An electric chainsaws, as the name implies, relies on electricity instead of gas to power its motor and allow the chain to rotate. Chainsaws are quite useful for trimming tree branches, lumberjacking and many home construction projects that involve wood. Chainsaws can be very hazardous if they are used improperly, and severe injury can result. As a result, an electric chainsaw needs to be examined thoroughly in the event of any mechanical malfunction before it is used again. Troubleshooting an electric chainsaw requires some diligence.
If the chainsaw is not working properly, charge the battery. If it has a battery, but the chainsaw still does not operate properly, the battery may be faulty and needs to be replaced. If it does not start even with the chainsaw plugged into the battery, the battery is not likely the culprit.
If the chainsaw still won't start and the battery looks healthy, replace the chainsaw's motor.

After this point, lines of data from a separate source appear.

// SPDX-FileCopyrightText: 2026 Switchyard Contributors
// SPDX-License-Identifier: MIT OR Apache-2.0

//! Integration tests for the on-disk response cache.

use std::path::{Path, PathBuf};
use std::sync::Arc;

use switchyard_cache::ResponseCache;
use switchyard_config::model::CacheConfig;
use switchyard_core::SwitchyardError;

fn cache_config(path: &Path, enabled: bool) -> CacheConfig {
    CacheConfig {
        enabled,
        path: path.display().to_string(),
    }
}

fn nested_path(dir: &Path) -> PathBuf {
    dir.join("data").join("cache").join("query_cache.json")
}

#[test]
fn round_trip_preserves_fields() {
    let dir = tempfile::tempdir().unwrap();
    let cache = ResponseCache::open(&cache_config(&nested_path(dir.path()), true)).unwrap();

    cache
        .set("What is the capital of France?", "Paris.", "gemini-1.5-flash-latest", "simple")
        .unwrap();

    let entry = cache.get("What is the capital of France?").expect("entry should exist");
    assert_eq!(entry.response, "Paris.");
    assert_eq!(entry.model, "gemini-1.5-flash-latest");
    assert_eq!(entry.complexity, "simple");
    assert_eq!(entry.response_length, 6);
}

#[test]
fn entries_survive_reopen() {
    let dir = tempfile::tempdir().unwrap();
    let path = nested_path(dir.path());
    {
        let cache = ResponseCache::open(&cache_config(&path, true)).unwrap();
        cache.set("q1", "answer one", "m-simple", "simple").unwrap();
        cache.set("q2", "answer two", "m-advanced", "medium").unwrap();
    }

    let reopened = ResponseCache::open(&cache_config(&path, true)).unwrap();
    assert_eq!(reopened.len(), 2);
    assert_eq!(reopened.get("q2").unwrap().model, "m-advanced");
    assert_eq!(reopened.get("q2").unwrap().complexity, "medium");
}

#[test]
fn store_format_is_pretty_json_keyed_by_query() {
    let dir = tempfile::tempdir().unwrap();
    let path = dir.path().join("cache.json");
    let cache = ResponseCache::open(&cache_config(&path, true)).unwrap();
    cache.set("¿Dónde está Madrid?", "En España.", "m", "simple").unwrap();

    let raw = std::fs::read_to_string(&path).unwrap();
    assert!(raw.contains("\n  \""), "two-space indentation expected");
    assert!(raw.contains("¿Dónde está Madrid?"), "non-ASCII must not be escaped");

    let value: serde_json::Value = serde_json::from_str(&raw).unwrap();
    let record = &value["¿Dónde está Madrid?"];
    for key in ["query", "response", "model", "complexity", "timestamp", "date", "response_length"] {
        assert!(record.get(key).is_some(), "record missing `{key}`");
    }
    assert_eq!(record["response_length"], 10);
}

#[test]
fn missing_file_is_empty_cache() {
    let dir = tempfile::tempdir().unwrap();
    let cache = ResponseCache::open(&cache_config(&nested_path(dir.path()), true)).unwrap();
    assert!(cache.is_empty());
    assert!(cache.get("anything").is_none());
}

#[test]
fn corrupt_file_fails_fast() {
    let dir = tempfile::tempdir().unwrap();
    let path = dir.path().join("cache.json");
    std::fs::write(&path, "{ not json").unwrap();

    let err = ResponseCache::open(&cache_config(&path, true))
        .err()
        .expect("corrupt store must not open");
    match err {
        SwitchyardError::CacheIo { path: reported, .. } => assert_eq!(reported, path),
        other => panic!("expected CacheIo, got {other:?}"),
    }
    // The corrupt file is left in place for inspection.
    assert_eq!(std::fs::read_to_string(&path).unwrap(), "{ not json");
}

#[test]
fn unreadable_path_fails_fast() {
    let dir = tempfile::tempdir().unwrap();
    // Reading a directory as a file is an I/O error, not "missing".
    let err = ResponseCache::open(&cache_config(dir.path(), true))
        .err()
        .expect("directory is not a cache file");
    assert!(matches!(err, SwitchyardError::CacheIo { .. }));
}

#[test]
fn legacy_records_get_unknown_labels() {
    let dir = tempfile::tempdir().unwrap();
    let path = dir.path().join("cache.json");
    std::fs::write(&path, r#"{"old query": {"response": "old answer"}}"#).unwrap();

    let cache = ResponseCache::open(&cache_config(&path, true)).unwrap();
    let entry = cache.get("old query").unwrap();
    assert_eq!(entry.query, "old query");
    assert_eq!(entry.model, "unknown");
    assert_eq!(entry.complexity, "unknown");
    assert_eq!(entry.timestamp, 0.0);
}

#[test]
fn clear_removes_entries_and_file() {
    let dir = tempfile::tempdir().unwrap();
    let path = dir.path().join("cache.json");
    let cache = ResponseCache::open(&cache_config(&path, true)).unwrap();
    cache.set("q", "response", "m", "simple").unwrap();
    assert!(path.exists());

    cache.clear().unwrap();
    assert!(cache.is_empty());
    assert!(!path.exists());

    // Clearing again with no file is fine.
    cache.clear().unwrap();
}

#[test]
fn disabled_cache_never_touches_disk() {
    let dir = tempfile::tempdir().unwrap();
    let path = nested_path(dir.path());
    let cache = ResponseCache::open(&cache_config(&path, false)).unwrap();

    assert!(!cache.is_enabled());
    assert!(cache.get("q").is_none());
    cache.set("q", "response", "m", "simple").unwrap();
    assert!(cache.get("q").is_none());
    cache.clear().unwrap();

    assert!(!path.exists());
    assert!(!dir.path().join("data").exists(), "no directories may be created");
}

#[test]
fn disabled_cache_ignores_existing_store() {
    let dir = tempfile::tempdir().unwrap();
    let path = dir.path().join("cache.json");
    std::fs::write(&path, "{ corrupt but ignored").unwrap();

    let cache = ResponseCache::open(&cache_config(&path, false)).unwrap();
    cache.set("q", "r", "m", "simple").unwrap();
    cache.clear().unwrap();

    assert_eq!(std::fs::read_to_string(&path).unwrap(), "{ corrupt but ignored");
}

#[test]
fn concurrent_sets_are_not_lost() {
    let dir = tempfile::tempdir().unwrap();
    let path = dir.path().join("cache.json");
    let cache = Arc::new(ResponseCache::open(&cache_config(&path, true)).unwrap());

    let handles: Vec<_> = (0..8)
        .map(|i| {
            let cache = Arc::clone(&cache);
            std::thread::spawn(move || {
                for j in 0..5 {
                    cache
                        .set(&format!("query {i}-{j}"), "response", "m", "medium")
                        .unwrap();
                }
            })
        })
        .collect();
    for handle in handles {
        handle.join().unwrap();
    }

    assert_eq!(cache.len(), 40);
    let reopened = ResponseCache::open(&cache_config(&path, true)).unwrap();
    assert_eq!(reopened.len(), 40);
}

If the chain is dull and not cutting properly, replace the chain. Soak the new chain in SAE lubricant for at least 6 hours before installing it on the saw. Tensioning is recommended according to the saw's instructions, but the chain will most likely be stretched in the first 30 minutes of operation. Double check the tension after light use to ensure the new chain is properly adjusted.
Check the guide plate when replacing the chain. A damaged guide plate will wear out the chain quickly. Before putting a new chain on the saw, replace the guide plate if it looks warped or worn.
Make sure the chain and chainsaw components are properly lubricated. A dry chainsaw may not operate properly and may be louder than an oiled saw. A dry saw may also begin to smoke, a sure sign that it needs to be oiled. The incorrect type of oil can also damage the saw components.
If your chainsaw has a chain oiler, fill it up. It automatically keeps the chain lubricated during operation, but it needs to be checked frequently to make sure there is proper oil in it.